[Saved data entries]
//! Workflow criterion validation and match evaluation.
//!
//! Criteria are evaluated left to right as AND-groups separated by OR: each
//! criterion's boolean folds into the running group; an OR combine closes the
//! group, and a closed true group matches the workflow immediately. A
//! workflow with no criteria matches every container. Fields a container does
//! not have (episode numbering on a movie) satisfy only the presence checks;
//! every other comparison on an absent field is false.

use regex::Regex;

use crate::{CoreError, Result};
use thea_model::{
    CombineOp, CriterionKey, CriterionKind, CriterionValue, MatchCriterion, MediaContainer,
    Workflow,
};

/// A container field under comparison: an integer, a string, or absent.
#[derive(Debug, Clone, PartialEq)]
enum FieldValue {
    Int(i64),
    Str(String),
    Absent,
}

fn field_value(container: &MediaContainer, key: CriterionKey) -> FieldValue {
    let opt_str = |value: Option<&str>| {
        value
            .map(|value| FieldValue::Str(value.to_string()))
            .unwrap_or(FieldValue::Absent)
    };
    match key {
        CriterionKey::MediaTitle => FieldValue::Str(container.title().to_string()),
        CriterionKey::SeriesTitle => opt_str(container.series_title()),
        CriterionKey::SeasonTitle => opt_str(container.season_title()),
        CriterionKey::Resolution => FieldValue::Int(i64::from(container.frame_height())),
        CriterionKey::SeasonNumber => container
            .season_number()
            .map(|number| FieldValue::Int(i64::from(number)))
            .unwrap_or(FieldValue::Absent),
        CriterionKey::EpisodeNumber => container
            .episode_number()
            .map(|number| FieldValue::Int(i64::from(number)))
            .unwrap_or(FieldValue::Absent),
        CriterionKey::SourcePath => {
            FieldValue::Str(container.source_path().display().to_string())
        }
        CriterionKey::SourceName => opt_str(container.source_name()),
        CriterionKey::SourceExtension => opt_str(container.source_extension()),
    }
}

/// Validate one criterion against the key/type compatibility matrix: integer
/// comparisons only on numeric keys, pattern comparisons only on string keys,
/// presence checks anywhere. Pattern operands wrapped in `/.../` must compile.
pub fn validate_criterion(criterion: &MatchCriterion) -> Result<()> {
    use CriterionKind::*;

    let legal = match criterion.kind {
        Equals | NotEquals | LessThan | GreaterThan => criterion.key.is_numeric(),
        Matches | DoesNotMatch => !criterion.key.is_numeric(),
        IsPresent | IsNotPresent => true,
    };
    if !legal {
        return Err(CoreError::InvalidWorkflow(format!(
            "{:?} cannot be applied to {:?}",
            criterion.kind, criterion.key
        )));
    }

    match criterion.kind {
        Equals | NotEquals | LessThan | GreaterThan => match criterion.value {
            CriterionValue::Int(_) => Ok(()),
            _ => Err(CoreError::InvalidWorkflow(format!(
                "{:?} requires an integer operand",
                criterion.kind
            ))),
        },
        Matches | DoesNotMatch => match &criterion.value {
            CriterionValue::Str(pattern) => {
                if let Some(inner) = regex_body(pattern) {
                    Regex::new(inner).map_err(|err| {
                        CoreError::InvalidWorkflow(format!("bad pattern {pattern}: {err}"))
                    })?;
                }
                Ok(())
            }
            _ => Err(CoreError::InvalidWorkflow(format!(
                "{:?} requires a string operand",
                criterion.kind
            ))),
        },
        IsPresent | IsNotPresent => match criterion.value {
            CriterionValue::None => Ok(()),
            _ => Err(CoreError::InvalidWorkflow(format!(
                "{:?} takes no operand",
                criterion.kind
            ))),
        },
    }
}

/// Validate a whole workflow before it is written.
pub fn validate_workflow(workflow: &Workflow) -> Result<()> {
    for criterion in &workflow.criteria {
        validate_criterion(criterion)?;
    }
    Ok(())
}

/// `/body/` → `Some(body)`; anything else is a literal.
fn regex_body(pattern: &str) -> Option<&str> {
    pattern
        .strip_prefix('/')
        .and_then(|rest| rest.strip_suffix('/'))
        .filter(|body| !body.is_empty())
}

fn criterion_holds(container: &MediaContainer, criterion: &MatchCriterion) -> bool {
    use CriterionKind::*;

    let field = field_value(container, criterion.key);

    match criterion.kind {
        IsPresent => field != FieldValue::Absent,
        IsNotPresent => field == FieldValue::Absent,
        Equals | NotEquals | LessThan | GreaterThan => {
            let (FieldValue::Int(actual), CriterionValue::Int(wanted)) =
                (&field, &criterion.value)
            else {
                return false;
            };
            match criterion.kind {
                Equals => actual == wanted,
                NotEquals => actual != wanted,
                LessThan => actual < wanted,
                GreaterThan => actual > wanted,
                _ => unreachable!(),
            }
        }
        Matches | DoesNotMatch => {
            let (FieldValue::Str(actual), CriterionValue::Str(pattern)) =
                (&field, &criterion.value)
            else {
                return false;
            };
            let matched = match regex_body(pattern) {
                // Legality was checked at write time; a pattern that fails to
                // compile here simply never matches.
                Some(body) => Regex::new(body)
                    .map(|regex| regex.is_match(actual))
                    .unwrap_or(false),
                None => actual.eq_ignore_ascii_case(pattern),
            };
            if criterion.kind == Matches { matched } else { !matched }
        }
    }
}

/// Pure: identical (container, criteria) inputs always produce the same
/// verdict.
pub fn workflow_matches(container: &MediaContainer, workflow: &Workflow) -> bool {
    let mut running = true;
    for criterion in &workflow.criteria {
        running = running && criterion_holds(container, criterion);
        if criterion.combine == CombineOp::Or {
            if running {
                return true;
            }
            running = true;
        }
    }
    running
}

/// First enabled workflow, in declared order, whose criteria accept the
/// container.
pub fn first_matching<'a>(
    container: &MediaContainer,
    workflows: &'a [Workflow],
) -> Option<&'a Workflow> {
    workflows
        .iter()
        .find(|workflow| workflow.enabled && workflow_matches(container, workflow))
}

#[cfg(test)]
mod tests {
    use super::*;
    use chrono::Utc;
    use thea_model::{Episode, MediaId, Movie, Season, SeasonId, Series, SeriesId, WorkflowId};

    fn movie(height: u32) -> MediaContainer {
        let now = Utc::now();
        MediaContainer::Movie(Movie {
            id: MediaId::new(),
            external_id: "M1".into(),
            title: "Heat".to_string(),
            adult: false,
            source_path: "/ingest/Heat.1995.mkv".into(),
            frame_width: height * 16 / 9,
            frame_height: height,
            runtime_secs: 10200,
            created_at: now,
            updated_at: now,
        })
    }

    fn episode() -> MediaContainer {
        let now = Utc::now();
        let series_id = SeriesId::new();
        let season_id = SeasonId::new();
        MediaContainer::Episode {
            episode: Episode {
                id: MediaId::new(),
                season_id,
                external_id: "E1".into(),
                title: "Pilot".to_string(),
                number: 3,
                source_path: "/ingest/Show.S02E03.mkv".into(),
                frame_width: 1920,
                frame_height: 1080,
                runtime_secs: 2700,
                created_at: now,
                updated_at: now,
            },
            season: Season {
                id: season_id,
                series_id,
                external_id: "SE1".into(),
                title: "Season 2".to_string(),
                number: 2,
                created_at: now,
                updated_at: now,
            },
            series: Series {
                id: series_id,
                external_id: "S1".into(),
                title: "The Show".to_string(),
                adult: false,
                created_at: now,
                updated_at: now,
            },
        }
    }

    fn criterion(
        key: CriterionKey,
        kind: CriterionKind,
        value: CriterionValue,
        combine: CombineOp,
    ) -> MatchCriterion {
        MatchCriterion {
            key,
            kind,
            value,
            combine,
        }
    }

    fn workflow(criteria: Vec<MatchCriterion>) -> Workflow {
        Workflow {
            id: WorkflowId::new(),
            label: "test".to_string(),
            enabled: true,
            criteria,
            target_ids: Vec::new(),
        }
    }

    #[test]
    fn empty_criteria_match_everything() {
        assert!(workflow_matches(&movie(1080), &workflow(Vec::new())));
        assert!(workflow_matches(&episode(), &workflow(Vec::new())));
    }

    #[test]
    fn and_group_requires_every_criterion() {
        let flow = workflow(vec![
            criterion(
                CriterionKey::Resolution,
                CriterionKind::GreaterThan,
                CriterionValue::Int(700),
                CombineOp::And,
            ),
            criterion(
                CriterionKey::MediaTitle,
                CriterionKind::Matches,
                CriterionValue::Str("heat".to_string()),
                CombineOp::And,
            ),
        ]);
        assert!(workflow_matches(&movie(1080), &flow));
        assert!(!workflow_matches(&movie(480), &flow));
    }

    #[test]
    fn or_short_circuits_on_a_true_group() {
        let flow = workflow(vec![
            criterion(
                CriterionKey::Resolution,
                CriterionKind::Equals,
                CriterionValue::Int(1080),
                CombineOp::Or,
            ),
            // This group would be false, but the first already matched.
            criterion(
                CriterionKey::MediaTitle,
                CriterionKind::Matches,
                CriterionValue::Str("no such film".to_string()),
                CombineOp::And,
            ),
        ]);
        assert!(workflow_matches(&movie(1080), &flow));
    }

    #[test]
    fn failed_group_resets_for_the_next_one() {
        let flow = workflow(vec![
            criterion(
                CriterionKey::Resolution,
                CriterionKind::Equals,
                CriterionValue::Int(2160),
                CombineOp::Or,
            ),
            criterion(
                CriterionKey::MediaTitle,
                CriterionKind::Matches,
                CriterionValue::Str("/(?i)^hea/".to_string()),
                CombineOp::And,
            ),
        ]);
        assert!(workflow_matches(&movie(1080), &flow));
    }

    #[test]
    fn regex_and_literal_patterns() {
        let regex_flow = workflow(vec![criterion(
            CriterionKey::SourceExtension,
            CriterionKind::Matches,
            CriterionValue::Str("/^mk[av]$/".to_string()),
            CombineOp::And,
        )]);
        assert!(workflow_matches(&movie(1080), &regex_flow));

        let literal_flow = workflow(vec![criterion(
            CriterionKey::SourceExtension,
            CriterionKind::Matches,
            CriterionValue::Str("MKV".to_string()),
            CombineOp::And,
        )]);
        assert!(workflow_matches(&movie(1080), &literal_flow));
    }

    #[test]
    fn absent_fields_only_satisfy_presence_checks() {
        let container = movie(1080);

        let present = workflow(vec![criterion(
            CriterionKey::EpisodeNumber,
            CriterionKind::IsNotPresent,
            CriterionValue::None,
            CombineOp::And,
        )]);
        assert!(workflow_matches(&container, &present));

        let compare = workflow(vec![criterion(
            CriterionKey::EpisodeNumber,
            CriterionKind::Equals,
            CriterionValue::Int(3),
            CombineOp::And,
        )]);
        assert!(!workflow_matches(&container, &compare));

        let episode_compare = workflow(vec![criterion(
            CriterionKey::EpisodeNumber,
            CriterionKind::Equals,
            CriterionValue::Int(3),
            CombineOp::And,
        )]);
        assert!(workflow_matches(&episode(), &episode_compare));
    }

    #[test]
    fn evaluation_is_pure() {
        let flow = workflow(vec![criterion(
            CriterionKey::SeriesTitle,
            CriterionKind::Matches,
            CriterionValue::Str("/(?i)show/".to_string()),
            CombineOp::And,
        )]);
        let container = episode();
        let first = workflow_matches(&container, &flow);
        for _ in 0..10 {
            assert_eq!(workflow_matches(&container, &flow), first);
        }
    }

    #[test]
    fn matrix_rejects_integer_ops_on_string_keys() {
        let bad = criterion(
            CriterionKey::MediaTitle,
            CriterionKind::LessThan,
            CriterionValue::Int(5),
            CombineOp::And,
        );
        assert!(validate_criterion(&bad).is_err());
    }

    #[test]
    fn matrix_rejects_regex_ops_on_numeric_keys() {
        let bad = criterion(
            CriterionKey::SeasonNumber,
            CriterionKind::Matches,
            CriterionValue::Str("1".to_string()),
            CombineOp::And,
        );
        assert!(validate_criterion(&bad).is_err());
    }

    #[test]
    fn matrix_enforces_operand_shapes() {
        let missing_int = criterion(
            CriterionKey::Resolution,
            CriterionKind::Equals,
            CriterionValue::None,
            CombineOp::And,
        );
        assert!(validate_criterion(&missing_int).is_err());

        let stray_operand = criterion(
            CriterionKey::Resolution,
            CriterionKind::IsPresent,
            CriterionValue::Int(1),
            CombineOp::And,
        );
        assert!(validate_criterion(&stray_operand).is_err());

        let bad_regex = criterion(
            CriterionKey::MediaTitle,
            CriterionKind::Matches,
            CriterionValue::Str("/[unclosed/".to_string()),
            CombineOp::And,
        );
        assert!(validate_criterion(&bad_regex).is_err());
    }

    #[test]
    fn first_matching_honors_order_and_enabled_flag() {
        let mut disabled = workflow(Vec::new());
        disabled.enabled = false;
        let fallback = workflow(Vec::new());
        let workflows = vec![disabled.clone(), fallback.clone()];

        let found = first_matching(&movie(1080), &workflows).unwrap();
        assert_eq!(found.id, fallback.id);
    }
}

▶ [WHAT THE TASK ASKS]:
Only the number should be given: the count of lines above that hold the word "actual".

▶ [SOLUTION TO THIS EXERCISE]:
8